El conflicto entre los gremios docentes y el Gobierno Nacional ha escalado a un punto de parálisis total en la educación superior. Tras asambleas realizadas en las facultades de Medicina y Ciencias Exactas, la Agrupación Gremial Docente de la UBA (AGD UBA) anunció que no habrá clases hasta que se regularice la situación salarial y presupuestaria.
La medida de fuerza comenzará oficialmente el lunes 16 de marzo y tiene carácter de «tiempo indeterminado».
Los motivos del conflicto
Los docentes universitarios basan su reclamo en dos ejes centrales que consideran innegociables para el inicio del ciclo lectivo:
- Deuda salarial: Exigen el pago del 51% que, denuncian, se les adeuda en concepto de recomposición salarial.

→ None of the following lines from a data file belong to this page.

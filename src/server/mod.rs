// src/server/mod.rs

pub mod handlers;

use anyhow::Result;
use std::{convert::Infallible, path::PathBuf};
use tracing::info;
use warp::{reply::Reply, Filter};

use crate::{
    config::Config,
    dataset::Datasets,
    overview::OverviewQuery,
    sync_list::SyncListQuery,
};

/// Everything a handler needs. Read-only, cloned per request.
#[derive(Debug, Clone)]
pub struct AppState {
    pub datasets: Datasets,
    pub overview_file: PathBuf,
    pub sync_list_file: PathBuf,
}

impl AppState {
    pub fn from_config(cfg: &Config) -> Self {
        Self {
            datasets: Datasets::new(&cfg.data_dir),
            overview_file: cfg.overview_file.clone(),
            sync_list_file: cfg.sync_list_file.clone(),
        }
    }
}

fn with_state(state: AppState) -> impl Filter<Extract = (AppState,), Error = Infallible> + Clone {
    warp::any().map(move || state.clone())
}

fn log_request(info: warp::log::Info<'_>) {
    info!(
        method = %info.method(),
        path = info.path(),
        status = info.status().as_u16(),
        elapsed = ?info.elapsed(),
        "request"
    );
}

/// Full route tree: dataset routes, overview, AS list, health; CORS for `cors_origin`.
///
/// Route errors are recovered inside the CORS wrapper so allowed origins can read
/// them. The outer recovery catches what CORS itself rejects.
pub fn routes(
    state: AppState,
    cors_origin: &str,
) -> impl Filter<Extract = impl Reply, Error = Infallible> + Clone {
    let cors = warp::cors()
        .allow_origin(cors_origin)
        .allow_methods(vec!["GET", "OPTIONS"])
        .allow_header("content-type");

    let health = warp::path("health")
        .and(warp::path::end())
        .and(warp::get())
        .and_then(handlers::health_check);

    let parse_csv = warp::path!("parse-csv" / String)
        .and(warp::get())
        .and(with_state(state.clone()))
        .and_then(handlers::parse_csv);

    let asn_data = warp::path!("api" / "asndata" / String)
        .and(warp::get())
        .and(with_state(state.clone()))
        .and_then(handlers::asn_data);

    let overview = warp::path!("api" / "overview")
        .and(warp::get())
        .and(warp::query::<OverviewQuery>())
        .and(with_state(state.clone()))
        .and_then(handlers::overview);

    let sync_ases = warp::path!("api" / "sync-ases")
        .and(warp::get())
        .and(warp::query::<SyncListQuery>())
        .and(with_state(state))
        .and_then(handlers::sync_ases);

    health
        .or(parse_csv)
        .or(asn_data)
        .or(overview)
        .or(sync_ases)
        .recover(handlers::handle_rejection)
        .with(cors)
        .recover(handlers::handle_rejection)
        .with(warp::log::custom(log_request))
}

/// Bind and serve until Ctrl-C.
pub async fn run(cfg: Config) -> Result<()> {
    let state = AppState::from_config(&cfg);
    let routes = routes(state, &cfg.cors_origin);

    let (addr, server) =
        warp::serve(routes).try_bind_with_graceful_shutdown(cfg.socket_addr(), async {
            let _ = tokio::signal::ctrl_c().await;
            info!("shutdown requested");
        })?;

    info!("Server listening on http://{}", addr);
    info!("Data directory: {}", cfg.data_dir.display());
    info!("CORS origin: {}", cfg.cors_origin);
    server.await;
    info!("server stopped");
    Ok(())
}
// src/dataset/ingest.rs

use csv::{ReaderBuilder, StringRecord};
use std::{
    fs::File,
    io::{self, BufReader, Read},
    path::{Path, PathBuf},
};
use tracing::{debug, warn};

use super::normalize::{normalize, DateFormat};
use super::record::Record;
use crate::error::ApiError;

/// A fully parsed CSV file: its header plus every data row in file order.
#[derive(Debug, Clone, Default)]
pub struct Table {
    pub headers: Vec<String>,
    pub rows: Vec<Record>,
}

impl Table {
    pub fn has_column(&self, column: &str) -> bool {
        self.headers.iter().any(|h| h == column)
    }
}

/// Turn a csv error into the request-level taxonomy.
fn classify_csv_error(path: &Path, err: csv::Error) -> ApiError {
    let line = err.position().map(|p| p.line()).unwrap_or(0);
    let message = err.to_string();
    match err.into_kind() {
        csv::ErrorKind::Io(source) => ApiError::Io {
            path: path.display().to_string(),
            source,
        },
        _ => ApiError::Parse {
            path: path.display().to_string(),
            line,
            message,
        },
    }
}

/// Iterate `(line, record)` pairs from a header-keyed CSV stream.
/// The header row is consumed here and never yielded as data.
fn rows<'p, R: Read + 'p>(
    reader: R,
    path: &'p Path,
) -> Result<(Vec<String>, impl Iterator<Item = Result<(u64, Record), ApiError>> + 'p), ApiError> {
    let mut rdr = ReaderBuilder::new()
        .has_headers(true)
        .flexible(false)
        .from_reader(BufReader::new(reader));

    let headers: Vec<String> = rdr
        .headers()
        .map_err(|e| classify_csv_error(path, e))?
        .iter()
        .map(str::to_string)
        .collect();
    let keys = headers.clone();

    let iter = rdr.into_records().map(move |res: Result<StringRecord, csv::Error>| {
        let rec = res.map_err(|e| classify_csv_error(path, e))?;
        let line = rec.position().map(|p| p.line()).unwrap_or(0);
        Ok((line, Record::from_row(keys.iter().map(String::as_str), rec.iter())))
    });

    Ok((headers, iter))
}

fn open(path: &Path) -> Result<File, ApiError> {
    File::open(path).map_err(|e| ApiError::from_io(path, e))
}

/// Parse a CSV stream without touching any values.
pub fn read_table_from<R: Read>(reader: R, path: &Path) -> Result<Table, ApiError> {
    let (headers, iter) = rows(reader, path)?;
    let rows = iter
        .map(|row| row.map(|(_, rec)| rec))
        .collect::<Result<Vec<_>, _>>()?;
    Ok(Table { headers, rows })
}

/// Open `path` once and parse it.
pub fn read_table(path: &Path) -> Result<Table, ApiError> {
    read_table_from(open(path)?, path)
}

/// Parse and normalize a CSV stream. The first bad row aborts everything,
/// so callers never see a partially normalized sequence.
pub fn ingest_from<R: Read>(
    reader: R,
    path: &Path,
    format: DateFormat,
) -> Result<Vec<Record>, ApiError> {
    let (_, iter) = rows(reader, path)?;
    iter.map(|row| {
        let (line, rec) = row?;
        normalize(rec, format).map_err(|e| {
            warn!(path = %path.display(), line, value = %e.0, "bad date");
            ApiError::DateFormat { value: e.0, line }
        })
    })
    .collect()
}

/// Open `path` once, then parse and normalize every row.
#[tracing::instrument(level = "debug", skip(path), fields(path = %path.display()))]
pub fn ingest(path: &Path, format: DateFormat) -> Result<Vec<Record>, ApiError> {
    let records = ingest_from(open(path)?, path, format)?;
    debug!(rows = records.len(), "ingested");
    Ok(records)
}

/// Run `job` on the blocking pool; file reads and CSV decoding stay off the reactor.
pub async fn run_blocking<T, F>(path: PathBuf, job: F) -> Result<T, ApiError>
where
    T: Send + 'static,
    F: FnOnce(&Path) -> Result<T, ApiError> + Send + 'static,
{
    let display = path.display().to_string();
    tokio::task::spawn_blocking(move || job(&path))
        .await
        .map_err(|e| ApiError::Io {
            path: display,
            source: io::Error::new(io::ErrorKind::Other, e),
        })?
}
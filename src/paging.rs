// src/paging.rs

use serde::Serialize;

use crate::error::ApiError;

/// A validated 1-based page request.
#[derive(Debug, Clone, Copy, PartialEq, Eq)]
pub struct PageRequest {
    pub page: usize,
    pub per_page: usize,
}

impl PageRequest {
    pub fn new(
        page: Option<usize>,
        per_page: Option<usize>,
        default_per_page: usize,
        max_per_page: usize,
    ) -> Result<Self, ApiError> {
        let page = page.unwrap_or(1);
        let per_page = per_page.unwrap_or(default_per_page);
        if page == 0 {
            return Err(ApiError::InvalidQuery("page starts at 1".into()));
        }
        if per_page == 0 || per_page > max_per_page {
            return Err(ApiError::InvalidQuery(format!(
                "per_page must be between 1 and {max_per_page}"
            )));
        }
        Ok(Self { page, per_page })
    }
}

#[derive(Debug, Clone, Serialize, PartialEq)]
pub struct Page<T> {
    pub total: usize,
    pub page: usize,
    pub per_page: usize,
    pub total_pages: usize,
    pub items: Vec<T>,
}

/// Slice one page out of `items`. A page past the end is empty but keeps the totals.
pub fn paginate<T>(items: Vec<T>, req: PageRequest) -> Page<T> {
    let total = items.len();
    let total_pages = total.div_ceil(req.per_page);
    let start = (req.page - 1).saturating_mul(req.per_page);
    let items = items.into_iter().skip(start).take(req.per_page).collect();
    Page {
        total,
        page: req.page,
        per_page: req.per_page,
        total_pages,
        items,
    }
}
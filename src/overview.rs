// src/overview.rs

use serde::Deserialize;
use std::{cmp::Ordering, path::PathBuf};
use tracing::debug;

use crate::{
    dataset::{ingest, Record, Table},
    error::ApiError,
    paging::{paginate, Page, PageRequest},
};

pub const OVERVIEW_NOT_FOUND: &str = "overview file not found";
const REGION_COLUMN: &str = "region";
const DEFAULT_PER_PAGE: usize = 10;
const MAX_PER_PAGE: usize = 500;

#[derive(Debug, Clone, Copy, Default, Deserialize, PartialEq, Eq)]
#[serde(rename_all = "lowercase")]
pub enum SortOrder {
    #[default]
    Asc,
    Desc,
}

/// Query string of `GET /api/overview`.
#[derive(Debug, Clone, Default, Deserialize)]
pub struct OverviewQuery {
    /// Case-insensitive substring matched against every field.
    pub q: Option<String>,
    /// RIR name, e.g. `RIPE NCC`.
    pub region: Option<String>,
    pub sort: Option<String>,
    #[serde(default)]
    pub order: SortOrder,
    pub page: Option<usize>,
    pub per_page: Option<usize>,
}

/// Numbers sort before text; numbers compare numerically, text lexically.
fn compare_values(a: &str, b: &str) -> Ordering {
    let num = |v: &str| v.trim().parse::<f64>().ok().filter(|x| !x.is_nan());
    match (num(a), num(b)) {
        (Some(x), Some(y)) => x.total_cmp(&y),
        (Some(_), None) => Ordering::Less,
        (None, Some(_)) => Ordering::Greater,
        (None, None) => a.cmp(b),
    }
}

/// Filter, sort and paginate the overview table. Input order is kept for ties.
pub fn query_table(table: Table, query: &OverviewQuery) -> Result<Page<Record>, ApiError> {
    let req = PageRequest::new(query.page, query.per_page, DEFAULT_PER_PAGE, MAX_PER_PAGE)?;

    if let Some(col) = &query.sort {
        if !table.has_column(col) {
            return Err(ApiError::InvalidQuery(format!("unknown sort column {col:?}")));
        }
    }
    if query.region.is_some() && !table.has_column(REGION_COLUMN) {
        return Err(ApiError::InvalidQuery(
            "overview has no region column".into(),
        ));
    }

    let needle = query
        .q
        .as_deref()
        .map(str::trim)
        .filter(|s| !s.is_empty())
        .map(str::to_lowercase);
    let region = query.region.as_deref().map(str::trim);

    let mut rows: Vec<Record> = table
        .rows
        .into_iter()
        .filter(|row| match region {
            Some(r) => row
                .get(REGION_COLUMN)
                .is_some_and(|v| v.trim().eq_ignore_ascii_case(r)),
            None => true,
        })
        .filter(|row| match &needle {
            Some(n) => row.values().any(|v| v.to_lowercase().contains(n.as_str())),
            None => true,
        })
        .collect();

    if let Some(col) = &query.sort {
        rows.sort_by(|a, b| {
            let ord = compare_values(a.get(col).unwrap_or(""), b.get(col).unwrap_or(""));
            match query.order {
                SortOrder::Asc => ord,
                SortOrder::Desc => ord.reverse(),
            }
        });
    }

    debug!(matched = rows.len(), page = req.page, "overview query");
    Ok(paginate(rows, req))
}

/// Load the overview CSV from disk and answer `query` against it.
pub async fn load_and_query(path: PathBuf, query: OverviewQuery) -> Result<Page<Record>, ApiError> {
    let table = ingest::run_blocking(path, ingest::read_table)
        .await
        .map_err(|e| match e {
            ApiError::NotFound(_) => ApiError::NotFound(OVERVIEW_NOT_FOUND),
            other => other,
        })?;
    query_table(table, &query)
}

- Ley de Financiamiento Universitario: Reclaman el cumplimiento efectivo de la ley vigente, la cual garantiza los fondos para el funcionamiento de las casas de altos estudios y la actualización de los salarios frente a la inflación.
Plan de lucha: «Huelga General Universitaria»
Desde AGD UBA advirtieron que la medida no se limitará a la ausencia en las aulas, sino que incluirá una fuerte presencia en el espacio público:
- Acciones: Movilizaciones regionales y federales, cortes de calle y permanencias en facultades y colegios preuniversitarios (como el Nacional de Buenos Aires o el Carlos Pellegrini).
- Visibilización: Instalación de gazebos en las esquinas de cada facultad para dictar clases públicas y debatir la situación con la comunidad.
Contexto: un marzo marcado por el paro docente
Este anuncio se suma al fuerte malestar en todo el sistema educativo nacional:
- Paro Nacional de CTERA: El pasado 2 de marzo, los gremios docentes de niveles inicial, primario y secundario realizaron una huelga con «altísimo acatamiento» en todo el país.
- Unidad gremial: Organizaciones como CONADU y CONADU Histórica se han unido al reclamo, denunciando un plan de «ajuste y desfinanciamiento» que afecta tanto a la infraestructura como a los comedores y becas estudiantiles.
La movilización del pasado lunes, que marchó desde el Cabildo hacia el Congreso, fue el preámbulo de lo que los gremios denominan ahora una «huelga general universitaria» si no hay una respuesta oficial inmediata.